VI. The Prosecutor Did Not Commit Misconduct During Closing Argument by Using Analogies to Explain Premeditation and Deliberation. Any Presumed Error was Harmless. During closing argument, while explaining the concepts of premeditation and deliberation, the prosecutor used the analogies of the decision to swing at a pitch in baseball or drive through a yellow traffic light. Appellant contends this was prosecutorial misconduct because it minimized the gravity of the decision to kill and the time necessary to meaningfully reflect. We disagree. A. Background. The prosecutor stated the following during closing argument:
36. “The length of time the person spends considering whether to kill does not alone determine whether the killing is deliberate and premeditated. The amount of time required for deliberation and premeditation may vary from person to person according to the circumstances. And you can look at all of the surrounding circumstances and the past in determining whether or not somebody acted with premeditation and deliberation.
“A cold and calculated decision to kill can be reached very quickly. The length of time alone is not determinative. Basically, the time that it takes for someone who goes to a baseball game and is on a baseball team to step up to the plate, to grab the bat, and to have a ball be thrown at him somewhere between 70 miles an hours to 100 miles an hour, that split decision as to whether or not he’s going to hit the ball or whether he’s going to wait and see if it’s a ball, that’s the split amount of time it takes to make a decision. That’s the only amount of time that it takes to form the decision to make a decision as to what’s going to happen.
“Now, in this case, you can also take into consideration that somebody has to actually get onto a baseball team, right. They have to have gone through all of their practices, probably played little league all the way up through high school, maybe college, and then they get to the major leagues here. And that that person is working out, getting ready to play baseball. They put on the uniform.

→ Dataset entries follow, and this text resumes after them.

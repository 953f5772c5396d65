//! Debug request capture through `tracing`

use std::sync::Arc;

use shopfeed_core::{RequestLogger, RequestLoggerFactory};
use shopfeed_domain::StoreId;
use tracing::debug;

/// Bodies longer than this are cut before logging.
pub const DEFAULT_MAX_BODY_CHARS: usize = 2048;

/// Request logger that emits one `debug` event per request and response on
/// the `shopfeed::requests` target, tagged with the store id.
#[derive(Debug, Clone)]
pub struct TracingRequestLogger {
    store_id: StoreId,
    max_body_chars: usize,
}

impl TracingRequestLogger {
    pub fn new(store_id: StoreId) -> Self {
        Self { store_id, max_body_chars: DEFAULT_MAX_BODY_CHARS }
    }

    pub fn with_max_body_chars(mut self, max: usize) -> Self {
        self.max_body_chars = max;
        self
    }

    pub fn store_id(&self) -> &StoreId {
        &self.store_id
    }
}

impl RequestLogger for TracingRequestLogger {
    fn log_request(&self, method: &str, url: &str, body: Option<&str>) {
        debug!(
            target: "shopfeed::requests",
            store_id = %self.store_id,
            method,
            url,
            body = %truncate(body.unwrap_or_default(), self.max_body_chars),
            "Content API request"
        );
    }

    fn log_response(&self, method: &str, url: &str, status: u16, body: &str) {
        debug!(
            target: "shopfeed::requests",
            store_id = %self.store_id,
            method,
            url,
            status,
            body = %truncate(body, self.max_body_chars),
            "Content API response"
        );
    }
}

/// Hands out [`TracingRequestLogger`]s.
#[derive(Debug, Clone)]
pub struct TracingRequestLoggerFactory {
    max_body_chars: usize,
}

impl TracingRequestLoggerFactory {
    pub fn new() -> Self {
        Self { max_body_chars: DEFAULT_MAX_BODY_CHARS }
    }

    pub fn with_max_body_chars(mut self, max: usize) -> Self {
        self.max_body_chars = max;
        self
    }
}

impl Default for TracingRequestLoggerFactory {
    fn default() -> Self {
        Self::new()
    }
}

impl RequestLoggerFactory for TracingRequestLoggerFactory {
    fn for_store(&self, store: &StoreId) -> Arc<dyn RequestLogger> {
        Arc::new(TracingRequestLogger::new(store.clone()).with_max_body_chars(self.max_body_chars))
    }
}

/// Cut `body` to at most `max` characters, marking the cut.
fn truncate(body: &str, max: usize) -> String {
    match body.char_indices().nth(max) {
        Some((idx, _)) => format!("{}… ({} bytes total)", &body[..idx], body.len()),
        None => body.to_string(),
    }
}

“Here, all of those actions you can take into consideration with this defendant. That for years, he had been fighting with his parents, 20 years at least that’s documented, that we know of, that he threatened them, and that he told them that if they called law enforcement that he would give them a reason to put him away forever. Each and every second of that is part and parcel of him getting up to the plate that day and making that decision to take it further than he had with anybody else that he had strangled, to not let go and to kill them.” The prosecutor’s “Powerpoint” presentation included a slide that read: “Premeditation and Deliberation can be formed in that split second decision as to whether to swing at the ball or not. Quality of deliberation is of importance, not the length of time it takes to do so.” At this point in the argument, defense counsel objected: “Incorrectly states the law; improper argument.” The trial court overruled the objection. The prosecutor continued:
37. “Another way you can think of willfully, deliberate, and premediated is when you’re driving and you come to a yellow light. The decision as to whether you’re going to do through the yellow light or you’re going to stop and wait until it turns red. You have to take a lot of things into consideration. You have to consider whether you’re going to press on the gas or you’re going to stop. You’re looking to the right, you’re looking to the left, you’re looking behind you, you’re looking for pedestrians, any kind of animals that may be in the roadway. You’re scanning the area and you’re taking all of that into consideration in the choice that you make as to whether or not you’re going to stop.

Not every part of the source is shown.